Event leveraging has become a popular strategic planning process that seeks to create benefits for the host community derived from hosting publicly funded sport events. Throughout this process, leverageable resources are aligned with newly developed initiatives, which are integrated into a public policy strategy. This strategy uses the sport event as a hook to achieve greater interest and better outcomes (Smith, 2014). Leveraging sport events to create public health benefits appears to be a natural fit, because there is a general assumption – with the 2012 Olympic Games as an example – that hosting and watching sport events stimulates an inherent inspiration to be physically active among host residents (Weed, 2013).

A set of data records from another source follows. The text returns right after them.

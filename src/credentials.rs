use serde::{Deserialize, Serialize};

use crate::error::Error;
use crate::types::Authentication;

#[derive(Debug, Clone, PartialEq, Eq, Serialize, Deserialize)]
pub struct BearerToken {
    pub token: String,
}

#[derive(Debug, Clone, PartialEq, Eq, Serialize, Deserialize)]
#[serde(rename_all = "camelCase")]
pub struct CustomHeader {
    pub header_name: String,
    pub header_value: String,
}

/// Credentials available to an execution. Either kind may be absent.
#[derive(Debug, Clone, Default, Serialize, Deserialize)]
#[serde(rename_all = "camelCase")]
pub struct CredentialSet {
    #[serde(default, skip_serializing_if = "Option::is_none")]
    pub bearer_token: Option<BearerToken>,
    #[serde(default, skip_serializing_if = "Option::is_none")]
    pub custom_header: Option<CustomHeader>,
}

impl CredentialSet {
    /// Per-kind overlay: kinds present in `other` replace ours.
    pub fn merged_with(&self, other: &CredentialSet) -> CredentialSet {
        CredentialSet {
            bearer_token: other
                .bearer_token
                .clone()
                .or_else(|| self.bearer_token.clone()),
            custom_header: other
                .custom_header
                .clone()
                .or_else(|| self.custom_header.clone()),
        }
    }

    /// Header to inject for the selected authentication mode, if any.
    pub fn auth_header(&self, auth: Authentication) -> Result<Option<(String, String)>, Error> {
        match auth {
            Authentication::None => Ok(None),
            Authentication::Bearer => {
                let cred = self
                    .bearer_token
                    .as_ref()
                    .ok_or_else(|| Error::MissingCredentials("bearer token".into()))?;
                if cred.token.is_empty() {
                    return Err(Error::BadRequest("bearer token must not be empty".into()));
                }
                Ok(Some((
                    "Authorization".to_string(),
                    format!("Bearer {}", cred.token),
                )))
            }
            Authentication::CustomHeader => {
                let cred = self
                    .custom_header
                    .as_ref()
                    .ok_or_else(|| Error::MissingCredentials("custom header".into()))?;
                if cred.header_name.trim().is_empty() {
                    return Err(Error::BadRequest(
                        "custom header name must not be empty".into(),
                    ));
                }
                Ok(Some((
                    cred.header_name.trim().to_string(),
                    cred.header_value.clone(),
                )))
            }
        }
    }
}
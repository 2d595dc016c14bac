use serde::{Deserialize, Serialize};

use crate::credentials::CredentialSet;
use crate::error::Error;
use crate::types::*;
use crate::upload::UploadRequest;

/// Node parameters, either shared by every item or resolved per item.
#[derive(Debug, Clone, Serialize, Deserialize)]
#[serde(untagged)]
pub enum ParameterSet {
    PerItem(Vec<UploadParameters>),
    Shared(UploadParameters),
}

impl ParameterSet {
    pub fn for_item(&self, index: usize) -> Result<&UploadParameters, Error> {
        match self {
            ParameterSet::Shared(params) => Ok(params),
            ParameterSet::PerItem(list) => list.get(index).ok_or_else(|| {
                Error::BadRequest(format!("no parameters given for item {index}"))
            }),
        }
    }
}

async fn execute_item(
    item: &WorkflowItem,
    params: &UploadParameters,
    credentials: &CredentialSet,
) -> Result<serde_json::Value, Error> {
    let request = UploadRequest::build(item, params)?;
    request.send(credentials).await
}

/// Run the upload once per input item, in order.
///
/// With `continue_on_fail` a failing item yields `{"error": msg}` paired with
/// its index and the run goes on; otherwise the first failure aborts the run
/// with the item index attached.
pub async fn execute(
    items: &[WorkflowItem],
    params: &ParameterSet,
    credentials: &CredentialSet,
    continue_on_fail: bool,
) -> Result<Vec<NodeOutput>, Error> {
    let mut outputs = Vec::with_capacity(items.len());

    for (index, item) in items.iter().enumerate() {
        let result = match params.for_item(index) {
            Ok(p) => execute_item(item, p, credentials).await,
            Err(e) => Err(e),
        };

        match result {
            Ok(json) => outputs.push(NodeOutput {
                json,
                paired_item: index,
            }),
            Err(e) if continue_on_fail => {
                tracing::warn!("Item {index} failed, continuing: {e}");
                outputs.push(NodeOutput {
                    json: serde_json::json!({ "error": e.message() }),
                    paired_item: index,
                });
            }
            Err(e) => return Err(e.at_item(index)),
        }
    }

    tracing::debug!("Executed {} item(s)", items.len());
    Ok(outputs)
}

#[cfg(test)]
mod tests {
    use super::*;
    use crate::test_support::spawn_receiver;

    fn item(files: &[&str]) -> WorkflowItem {
        WorkflowItem {
            json: serde_json::json!({}),
            binary: Some(
                files
                    .iter()
                    .map(|k| (k.to_string(), BinaryData::from_bytes(b"bytes", None, None)))
                    .collect(),
            ),
        }
    }

    #[test]
    fn shared_parameters_apply_to_every_item() {
        let set = ParameterSet::Shared(UploadParameters::new("https://a"));
        assert_eq!(set.for_item(0).unwrap().url, "https://a");
        assert_eq!(set.for_item(7).unwrap().url, "https://a");
    }

    #[test]
    fn per_item_parameters_out_of_range() {
        let set = ParameterSet::PerItem(vec![UploadParameters::new("https://a")]);
        assert!(set.for_item(0).is_ok());
        assert!(matches!(set.for_item(1), Err(Error::BadRequest(_))));
    }

    #[test]
    fn parameter_set_deserializes_both_shapes() {
        let shared: ParameterSet = serde_json::from_str(r#"{"url": "https://a"}"#).unwrap();
        assert!(matches!(shared, ParameterSet::Shared(_)));
        let per_item: ParameterSet =
            serde_json::from_str(r#"[{"url": "https://a"}, {"url": "https://b"}]"#).unwrap();
        assert!(matches!(per_item, ParameterSet::PerItem(ref v) if v.len() == 2));
    }

    #[tokio::test]
    async fn execute_pairs_outputs_with_items() {
        let base = spawn_receiver().await;
        let params = ParameterSet::Shared(UploadParameters::new(&format!("{base}/text")));
        let items = vec![item(&["a.png"]), item(&["b.png"])];
        let out = execute(&items, &params, &CredentialSet::default(), false)
            .await
            .unwrap();
        assert_eq!(out.len(), 2);
        assert_eq!(out[0].paired_item, 0);
        assert_eq!(out[1].paired_item, 1);
        assert_eq!(out[1].json["data"], "uploaded");
    }

    #[tokio::test]
    async fn execute_aborts_with_item_index() {
        let base = spawn_receiver().await;
        let mut params = UploadParameters::new(&format!("{base}/text"));
        params.file_pattern = "*.png".into();
        let items = vec![item(&["a.png"]), item(&["b.pdf"])];
        let err = execute(
            &items,
            &ParameterSet::Shared(params),
            &CredentialSet::default(),
            false,
        )
        .await
        .unwrap_err();
        match err {
            Error::Item { index, source } => {
                assert_eq!(index, 1);
                assert!(matches!(*source, Error::NoMatch(_)));
            }
            other => panic!("expected item error, got {other:?}"),
        }
    }

    #[tokio::test]
    async fn execute_continue_on_fail_records_error() {
        let base = spawn_receiver().await;
        let mut params = UploadParameters::new(&format!("{base}/text"));
        params.file_pattern = "*.png".into();
        let items = vec![WorkflowItem::default(), item(&["b.pdf"]), item(&["c.png"])];
        let out = execute(
            &items,
            &ParameterSet::Shared(params),
            &CredentialSet::default(),
            true,
        )
        .await
        .unwrap();
        assert_eq!(out.len(), 3);
        assert!(
            out[0].json["error"]
                .as_str()
                .unwrap()
                .starts_with("No binary data found")
        );
        assert_eq!(
            out[1].json["error"],
            "No binary files match the pattern: *.png"
        );
        assert_eq!(out[2].json["data"], "uploaded");
        assert_eq!(out[2].paired_item, 2);
    }

    #[tokio::test]
    async fn execute_empty_items() {
        let params = ParameterSet::Shared(UploadParameters::new("https://a"));
        let out = execute(&[], &params, &CredentialSet::default(), false)
            .await
            .unwrap();
        assert!(out.is_empty());
    }
}
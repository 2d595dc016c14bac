use std::sync::Arc;

use multi_upload::{config, routes, types::AppState};
use tracing_subscriber::EnvFilter;

#[tokio::main]
async fn main() {
    dotenvy::dotenv().ok();
    tracing_subscriber::fmt()
        .with_env_filter(
            EnvFilter::try_from_default_env().unwrap_or_else(|_| EnvFilter::new("info")),
        )
        .init();

    let config_path = config::resolve_config_dir().join("multi-upload/config");
    let config = config::Config::load(&config_path, |var| std::env::var(var).ok());

    if config.credentials.bearer_token.is_none() && config.credentials.custom_header.is_none() {
        tracing::info!(
            "No credentials in {}; requests must bring their own or use authentication = none",
            config_path.display()
        );
    }

    let listen = config.listen.clone();
    let state = Arc::new(AppState { config });
    let app = routes::router(state);

    let listener = match tokio::net::TcpListener::bind(&listen).await {
        Ok(l) => l,
        Err(e) => {
            eprintln!("failed to bind {listen}: {e}");
            std::process::exit(1);
        }
    };
    tracing::info!("Listening on http://{listen}");
    if let Err(e) = axum::serve(listener, app).await {
        tracing::error!("server error: {e}");
        std::process::exit(1);
    }
}
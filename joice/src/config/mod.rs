//! Declarative configuration of a [`Context`](crate::Context).
//!
//! Configuration arrives as fragments, each a list of object definitions in
//! YAML or JSON:
//!
//! ```yaml
//! objects:
//!   - id: greeter
//!     constructor: Greeter
//!     initialization: eager
//!     arguments:
//!       - value: "${greeting}"
//!     properties:
//!       - name: audience
//!         object: audience
//!       - name: extras
//!         array:
//!           - value: 1
//!           - object: { constructor: Object }
//!   - id: audience
//!     constructor: Audience
//!     scope: prototype
//! ```

mod de;
mod parser;
pub mod raw;

pub use parser::ContextConfiguration;
pub use raw::{ConfigFragment, InitializationRaw, ObjectRaw, ObjectRefRaw, PropertyRaw};

use crate::error::ConfigurationError;

impl ConfigFragment {
  pub fn from_yaml(text: &str) -> Result<Self, ConfigurationError> {
    serde_yaml::from_str(text).map_err(|e| ConfigurationError::Parse(e.to_string()))
  }

  pub fn from_json(text: &str) -> Result<Self, ConfigurationError> {
    serde_json::from_str(text).map_err(|e| ConfigurationError::Parse(e.to_string()))
  }
}
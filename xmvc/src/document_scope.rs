use crate::chain::{FrameRef, ScopeChain};
use crate::document::Document;
use crate::error::{DocumentScopeError, Result};
use joice::{ContextError, Factory, Instance, ObjectId, Scope, Value};
use std::cell::RefCell;
use std::collections::HashMap;
use std::rc::Rc;

/// The name a [`DocumentScope`] is registered under in a joice context.
pub const DOCUMENT: &str = "document";

struct State<N> {
  chain: ScopeChain<Value>,
  frames: HashMap<N, FrameRef>,
  active: Option<FrameRef>,
  selected: Option<N>,
  // Whether `active` is the selected node's own frame.
  live: bool,
}

/// A lazily vivified scope matching the lexical areas of a document.
///
/// The document element gets the root frame. Every other node is frame-less
/// until something is stored on its behalf, at which point it and all of its
/// frame-less ancestors get frames of their own, nested like the nodes are.
///
/// The active area is chosen with [`select`](DocumentScope::select); values
/// are then fetched or created relative to it with
/// [`get`](DocumentScope::get). As a [`Scope`], this lets a joice context
/// keep one object per document area.
pub struct DocumentScope<D: Document> {
  document: Rc<D>,
  state: RefCell<State<D::Node>>,
}

impl<D: Document> DocumentScope<D> {
  pub fn new(document: Rc<D>) -> Self {
    let chain = ScopeChain::new();
    let mut frames = HashMap::new();
    frames.insert(document.root(), chain.root());
    Self {
      document,
      state: RefCell::new(State {
        chain,
        frames,
        active: None,
        selected: None,
        live: false,
      }),
    }
  }

  pub fn document(&self) -> &Rc<D> {
    &self.document
  }

  /// Makes the frame of `node`, or of its nearest scoped ancestor, the active
  /// chain.
  ///
  /// Returns `true` if `node` has a frame of its own. A node without any
  /// scoped ancestor is vivified, which fails for nodes detached from the
  /// document.
  pub fn select(&self, node: D::Node) -> Result<bool> {
    self.check(node)?;
    let mut state = self.state.borrow_mut();
    state.selected = Some(node);

    if let Some(frame) = state.frames.get(&node).copied() {
      state.active = Some(frame);
      state.live = true;
      tracing::trace!(?node, "selected scoped node");
      return Ok(true);
    }

    let inherited = self.ancestors(node).find_map(|ancestor| state.frames.get(&ancestor).copied());
    match inherited {
      Some(frame) => {
        state.active = Some(frame);
        state.live = false;
      }
      None => {
        let frame = vivify_in(&mut state, &*self.document, node)?;
        state.active = Some(frame);
        state.live = true;
      }
    }
    tracing::trace!(?node, live = state.live, "selected node");
    Ok(state.live)
  }

  /// Fetches `key` from the active chain, or creates it with `factory` and
  /// stores it.
  ///
  /// A new value is assigned the way [`ScopeChain::set`] does, after the
  /// selected node was vivified. Empty placeholders count as absent.
  pub fn get<E>(&self, key: &str, factory: impl FnOnce() -> Result<Value, E>) -> Result<Value, E>
  where
    E: From<DocumentScopeError>,
  {
    if let Some(value) = self.lookup(key)? {
      return Ok(value);
    }

    let frame = self.ensure_live()?;
    // No borrow is held while the factory runs; it may use this scope.
    let value = factory()?;
    self.state.borrow_mut().chain.set(frame, key, value.clone());
    Ok(value)
  }

  /// Declares `key` in the selected node's own frame, vivifying it first.
  pub fn allocate(&self, key: &str) -> Result<()> {
    let frame = self.ensure_live()?;
    self.state.borrow_mut().chain.allocate(frame, key);
    Ok(())
  }

  /// Attaches frames to `node` and every frame-less node above it, up to the
  /// first node that already has one.
  ///
  /// Returns the frame of `node`. Nodes that already have a frame keep it.
  pub fn vivify(&self, node: D::Node) -> Result<FrameRef> {
    self.check(node)?;
    let mut state = self.state.borrow_mut();
    vivify_in(&mut state, &*self.document, node)
  }

  /// The frame attached to `node` itself. Ancestors are not searched.
  pub fn for_node(&self, node: D::Node) -> Result<Option<FrameRef>> {
    self.check(node)?;
    Ok(self.state.borrow().frames.get(&node).copied())
  }

  /// The value of `key` as seen from `frame`, placeholders included.
  pub fn value_of(&self, frame: FrameRef, key: &str) -> Option<Value> {
    self.state.borrow().chain.value_of(frame, key).cloned()
  }

  /// The owning frame of `key` as seen from `frame`.
  pub fn contains(&self, frame: FrameRef, key: &str) -> Option<FrameRef> {
    self.state.borrow().chain.contains(frame, key)
  }

  pub fn parent_frame(&self, frame: FrameRef) -> Option<FrameRef> {
    self.state.borrow().chain.parent(frame)
  }

  pub fn active(&self) -> Option<FrameRef> {
    self.state.borrow().active
  }

  pub fn frame_count(&self) -> usize {
    self.state.borrow().chain.len()
  }

  fn check(&self, node: D::Node) -> Result<()> {
    if self.document.owns(node) {
      Ok(())
    } else {
      Err(DocumentScopeError::ForeignNode {
        node: format!("{:?}", node),
      })
    }
  }

  fn ancestors(&self, node: D::Node) -> impl Iterator<Item = D::Node> + '_ {
    std::iter::successors(self.document.parent(node), move |current| self.document.parent(*current))
  }

  fn lookup(&self, key: &str) -> Result<Option<Value>> {
    let state = self.state.borrow();
    let active = state.active.ok_or(DocumentScopeError::NothingSelected)?;
    Ok(
      state
        .chain
        .value_of(active, key)
        .filter(|value| !value.is_empty())
        .cloned(),
    )
  }

  /// Makes sure the selected node has a frame of its own and returns it.
  fn ensure_live(&self) -> Result<FrameRef> {
    let mut state = self.state.borrow_mut();
    let selected = state.selected.ok_or(DocumentScopeError::NothingSelected)?;
    if state.live {
      return state.active.ok_or(DocumentScopeError::NothingSelected);
    }

    let frame = vivify_in(&mut state, &*self.document, selected)?;
    state.active = Some(frame);
    state.live = true;
    Ok(frame)
  }

  fn scope_error(error: DocumentScopeError) -> ContextError {
    ContextError::Scope {
      scope: DOCUMENT.to_owned(),
      source: Box::new(error),
    }
  }
}

fn vivify_in<D: Document>(state: &mut State<D::Node>, document: &D, node: D::Node) -> Result<FrameRef> {
  let mut pending = Vec::new();
  let mut cursor = Some(node);
  let mut anchor = None;
  while let Some(current) = cursor {
    if let Some(frame) = state.frames.get(&current) {
      anchor = Some(*frame);
      break;
    }
    pending.push(current);
    cursor = document.parent(current);
  }

  let mut frame = anchor.ok_or_else(|| DocumentScopeError::Detached {
    node: format!("{:?}", node),
  })?;
  if !pending.is_empty() {
    tracing::debug!(?node, frames = pending.len(), "vivifying document scope");
  }
  for current in pending.into_iter().rev() {
    frame = state.chain.child(frame);
    state.frames.insert(current, frame);
  }
  Ok(frame)
}

impl<D: Document> Scope for DocumentScope<D> {
  fn name(&self) -> &str {
    DOCUMENT
  }

  fn get(&self, id: ObjectId, factory: Factory<'_>) -> std::result::Result<Instance, ContextError> {
    let key = id.to_string();
    if let Some(Value::Object(instance)) = self.lookup(&key).map_err(Self::scope_error)? {
      tracing::trace!(%id, "document scope hit");
      return Ok(instance);
    }

    let frame = self.ensure_live().map_err(Self::scope_error)?;
    let instance = factory()?;
    self
      .state
      .borrow_mut()
      .chain
      .set(frame, &key, Value::Object(instance.clone()));
    Ok(instance)
  }

  fn remove(&self, id: ObjectId) -> bool {
    let mut state = self.state.borrow_mut();
    let active = state.active;
    if let Some(active) = active {
      state.chain.remove(active, &id.to_string());
    }
    true
  }
}
use joice::{Component, Context, ObjectSpecification, PROTOTYPE};
use std::cell::Cell;
use std::rc::Rc;

// A simple service that gets a unique ID upon creation.
struct RequestTracker {
  id: usize,
}

impl Component for RequestTracker {}

fn main() {
  tracing_subscriber::fmt()
    .with_env_filter(tracing_subscriber::EnvFilter::from_default_env())
    .init();

  // A counter shared by every RequestTracker construction.
  let counter = Rc::new(Cell::new(0));
  let context = Context::new();
  context.register_constructor("RequestTracker", move |_| {
    let id = counter.get();
    counter.set(id + 1);
    println!("Creating RequestTracker {}...", id);
    Ok(RequestTracker { id })
  });

  // --- Singleton Registration ---
  // This object is only built ONCE.
  let singleton = ObjectSpecification::new("RequestTracker")
    .named("singleton_tracker")
    .into_ref();
  // --- Prototype Registration ---
  // This object is built EVERY time it is resolved.
  let prototype = ObjectSpecification::new("RequestTracker")
    .named("prototype_tracker")
    .scoped(PROTOTYPE)
    .into_ref();
  context.add_specification(&singleton).unwrap();
  context.add_specification(&prototype).unwrap();

  println!("--- Resolving Singletons ---");
  let s1 = context.require("singleton_tracker").unwrap();
  let s2 = context.require("singleton_tracker").unwrap();
  let (s1, s2) = (
    s1.downcast::<RequestTracker>().unwrap(),
    s2.downcast::<RequestTracker>().unwrap(),
  );
  println!("Singleton 1 ID: {}, Singleton 2 ID: {}", s1.id, s2.id);
  assert_eq!(s1.id, 0);
  assert!(Rc::ptr_eq(&s1, &s2), "Singleton instances should be identical");
  println!("Singleton instances are the same pointer, as expected.\n");

  println!("--- Resolving Prototypes ---");
  let t1 = context.require("prototype_tracker").unwrap();
  let t2 = context.require("prototype_tracker").unwrap();
  let (t1, t2) = (
    t1.downcast::<RequestTracker>().unwrap(),
    t2.downcast::<RequestTracker>().unwrap(),
  );
  println!("Prototype 1 ID: {}, Prototype 2 ID: {}", t1.id, t2.id);
  assert_eq!(t1.id, 1);
  assert_eq!(t2.id, 2);
  assert!(!Rc::ptr_eq(&t1, &t2), "Prototype instances should be different");
  println!("Prototype instances are different pointers, as expected.");
}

Purposefully connecting the hosting of sport events to the creation of public health benefits is a positive trend, because public health is currently and urgently threatened by the increased prevalence of chronic diseases. Heart disease, cancer

and diabetes are among the leading causes of death in many developed countries and share a common and major risk factor: a lack of physical activity (Bouchard, Blair, & Haskell, 2012; Kohl & Murray, 2012). Physical activity includes ‘any bodily movement produced by skeletal muscles that results in an increase in metabolic rate over resting energy expenditure’ (Bouchard et al., 2012, p. 12), and it covers leisure and occupational activities, household chores and active transportation. It is widely accepted that the most important health benefits of physical activity participation are the prevention and treatment of chronic diseases (Warburton, Nicol, & Bredin, 2006). Based on the available research, however, it is clear that hosting an Olympic Games or any other sport megaevent is no automatic guarantee of increased physical activity participation among the nation as a whole (Mahtani, Protheroe, & Slight, 2013; McCartney, Thomas, & Thomson, 2010; Mitchell et al., 2012). A sustained increase in physical activity is more likely to be achieved via direct, local investment (Coalter, 2004), which takes into consideration the host’s available resources and social needs (Weed, Coren, & Fiore, 2009), and is perhaps more easily achieved through smaller events.